Each line below that holds the word "items" counts toward the answer; reply with the total number only.

→ **Collected data entries**
----

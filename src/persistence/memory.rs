use std::sync::{Mutex, MutexGuard};

use super::{
    Filter, ItemRecord, Record, Store, StoreError, StoreResult, StoreTx, TypeRecord, UserRecord,
};
use crate::types::EntityKind;

/// In-process store with the same constraints as the SQLite schema.
///
/// Transactions stage writes on a copy of the tables and swap it in on success.
#[derive(Debug, Default)]
pub struct MemoryStore {
    tables: Mutex<Tables>,
}

#[derive(Debug, Clone, Default)]
struct Tables {
    types: Vec<TypeRecord>,
    items: Vec<ItemRecord>,
    users: Vec<UserRecord>,
}

impl MemoryStore {
    pub fn new() -> Self {
        Self::default()
    }

    fn lock(&self) -> StoreResult<MutexGuard<'_, Tables>> {
        self.tables.lock().map_err(|_| StoreError::Poisoned)
    }
}

impl Store for MemoryStore {
    fn find_many(&self, kind: EntityKind, filter: &Filter) -> StoreResult<Vec<Record>> {
        Ok(self.lock()?.select(kind, filter))
    }

    fn create(&self, record: Record) -> StoreResult<Record> {
        self.lock()?.insert(record)
    }

    fn transaction<T, F>(&self, work: F) -> StoreResult<T>
    where
        F: FnOnce(&mut dyn StoreTx) -> StoreResult<T>,
    {
        let mut tables = self.lock()?;
        let mut staged = tables.clone();
        let out = work(&mut staged)?;
        *tables = staged;
        Ok(out)
    }
}

impl StoreTx for Tables {
    fn create(&mut self, record: Record) -> StoreResult<Record> {
        self.insert(record)
    }

    fn find_many(&mut self, kind: EntityKind, filter: &Filter) -> StoreResult<Vec<Record>> {
        Ok(self.select(kind, filter))
    }
}

impl Tables {
    fn select(&self, kind: EntityKind, filter: &Filter) -> Vec<Record> {
        let keep = |id: &str| match filter {
            Filter::All => true,
            Filter::IdIn(ids) => ids.iter().any(|i| i == id),
        };
        match kind {
            EntityKind::Type => self
                .types
                .iter()
                .filter(|r| keep(&r.id))
                .cloned()
                .map(Record::Type)
                .collect(),
            EntityKind::Item => self
                .items
                .iter()
                .filter(|r| keep(&r.id))
                .cloned()
                .map(Record::Item)
                .collect(),
            EntityKind::User => self
                .users
                .iter()
                .filter(|r| keep(&r.id))
                .cloned()
                .map(Record::User)
                .collect(),
        }
    }

    fn insert(&mut self, record: Record) -> StoreResult<Record> {
        match &record {
            Record::Type(t) => {
                if self.types.iter().any(|r| r.id == t.id) {
                    return Err(duplicate(EntityKind::Type, "id", &t.id));
                }
                self.types.push(t.clone());
            }
            Record::Item(i) => {
                if self.items.iter().any(|r| r.id == i.id) {
                    return Err(duplicate(EntityKind::Item, "id", &i.id));
                }
                if !self.types.iter().any(|r| r.id == i.type_id) {
                    return Err(dangling(EntityKind::Item, "type_id", &i.type_id));
                }
                if !self.users.iter().any(|r| r.id == i.user_id) {
                    return Err(dangling(EntityKind::Item, "user_id", &i.user_id));
                }
                self.items.push(i.clone());
            }
            Record::User(u) => {
                if self.users.iter().any(|r| r.id == u.id) {
                    return Err(duplicate(EntityKind::User, "id", &u.id));
                }
                if self.users.iter().any(|r| r.email == u.email) {
                    return Err(duplicate(EntityKind::User, "email", &u.email));
                }
                self.users.push(u.clone());
            }
        }
        Ok(record)
    }
}

fn duplicate(kind: EntityKind, column: &str, value: &str) -> StoreError {
    StoreError::UniqueViolation {
        entity: kind.to_string(),
        detail: format!("{column}='{value}' already exists"),
    }
}

fn dangling(kind: EntityKind, column: &str, value: &str) -> StoreError {
    StoreError::ForeignKeyViolation {
        entity: kind.to_string(),
        detail: format!("{column}='{value}' does not exist"),
    }
}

----

→ **Answer section**
4